You really startled me with your independent antozone. What a wonderful thing oxygen is and to think of the <plus>O being included in a solid body. I suppose you do not despair of separating it from the fluor spar in its own proper form whatever that may be - for I hope it can exist by itself. Does heat reduce it to O as it does <minus>O[.] Surely you must hold it in your hand like a little struggler for if I understand you rightly it must be a far more abundant body than the Caesium of Bunsen & Knoblauch4. - For the hold you have already obtained over it I congratulate you as I would do if you had obtained a crown and more than for a new metal.

But surely these wonderful conditions of existence cannot be confined to oxygen alone[.] I am waiting to hear that you have discovered like parallel states with iodine or bromine or hydrogen - and nitrogen what of nitrogen - is not its apparent quiet simplicity of action all a sham - not a show indeed but still not the only state in which it can exist. If the compounds which a body can form shew something of the state & powers it may have when isolated (as in your <minus>O O <plus>O), then what should nitrogen be in its separate state.

You see I do not work - I cannot - but I fancy & and stuff my letter with such fancies (not a fit return) to you - Well any thing to get a letter back from you.

Now I come to a dead stop - for this cold weather has laid hold of me & I have either an attack of Sciatica or perhaps something more serious we shall see in due time.
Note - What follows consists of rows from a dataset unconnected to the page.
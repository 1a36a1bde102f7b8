//! Request ID middleware
//!
//! Every request gets an `x-request-id` (kept if the client sent one) which is
//! echoed on the response and attached to handler logs.

use axum::http::{HeaderMap, HeaderName};
use tower_http::request_id::{MakeRequestUuid, PropagateRequestIdLayer, SetRequestIdLayer};

pub const X_REQUEST_ID: &str = "x-request-id";

/// Layers that assign a UUID v4 request ID when absent and copy it onto the response.
pub fn request_id_layer() -> (SetRequestIdLayer<MakeRequestUuid>, PropagateRequestIdLayer) {
    let header_name = HeaderName::from_static(X_REQUEST_ID);

    (
        SetRequestIdLayer::new(header_name.clone(), MakeRequestUuid),
        PropagateRequestIdLayer::new(header_name),
    )
}

pub trait RequestIdExt {
    /// The request ID, or `"-"` when it is missing or not valid UTF-8.
    fn request_id(&self) -> &str;
}

impl RequestIdExt for HeaderMap {
    fn request_id(&self) -> &str {
        self.get(X_REQUEST_ID)
            .and_then(|value| value.to_str().ok())
            .unwrap_or("-")
    }
}
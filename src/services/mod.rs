//! Service layer: the emissions calculator and the Gemini-backed recommender.

pub mod calculator;
pub mod gemini;
pub mod recommender;

pub use calculator::Calculator;
pub use gemini::{GeminiClient, GeminiConfig};
pub use recommender::Recommender;
//! Request extraction helpers shared by the route handlers.

pub mod json;

pub use json::ApiJson;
My dear Wife also feels the infirmity of years & of winter - but we cheer each other up. Miss Hornblower is pretty well just now. My kindest regards to M. Wiedemann (to whom I wrote5 the best I could) and our sincere remembrances to Madame Schoenbein[.]
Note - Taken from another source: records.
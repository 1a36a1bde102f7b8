mod api;
mod app;
mod config;
mod domain;
mod error;
mod logging;
mod middleware;
mod routes;
mod services;

#[cfg(test)]
mod tests;

use anyhow::{Context, Result};

#[tokio::main]
async fn main() -> Result<()> {
    // Load environment variables
    dotenvy::dotenv().ok();

    let settings = config::Settings::from_env()?;

    logging::init_logging(&settings.env);

    tracing::info!(
        env = ?settings.env,
        server_addr = %settings.server_addr,
        travel_modes = ?settings.coefficients.travel_modes(),
        "Starting EcoTrack emissions backend"
    );

    if settings.gemini.api_key.is_none() {
        tracing::warn!("GEMINI_API_KEY is not set - /recommend will fail until it is configured");
    }

    let state = app::AppState::from_settings(settings.clone())?;
    let app = app::create_app(state);

    let listener = tokio::net::TcpListener::bind(&settings.server_addr)
        .await
        .with_context(|| format!("Failed to bind {}", settings.server_addr))?;
    tracing::info!("Listening on {}", settings.server_addr);

    axum::serve(listener, app)
        .with_graceful_shutdown(shutdown_signal())
        .await?;

    tracing::info!("Server stopped");
    Ok(())
}

async fn shutdown_signal() {
    if let Err(e) = tokio::signal::ctrl_c().await {
        tracing::error!(error = %e, "Failed to listen for shutdown signal");
        std::future::pending::<()>().await;
    }
    tracing::info!("Shutdown signal received");
}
Ever My dear friend | Yours | M. Faraday

Dr. Schoenbein | &c &c &c

Letter 3928 which is the basis for the date of this letter.
William Francis (1817–1904, Brock and Meadows (1984), 97-128). Publisher.
Schoenbein (1861).
Karl Hermann Knoblauch (1820–1895, ADB). Professor of Physics at Marburg, 1849–1853. This was a mistake by Faraday since Kirchhoff was clearly intended.

Bibliography

SCHOENBEIN, Christian Friedrich (1861): “On the insulation of antozone”, Phil. Mag., 21: 88-90.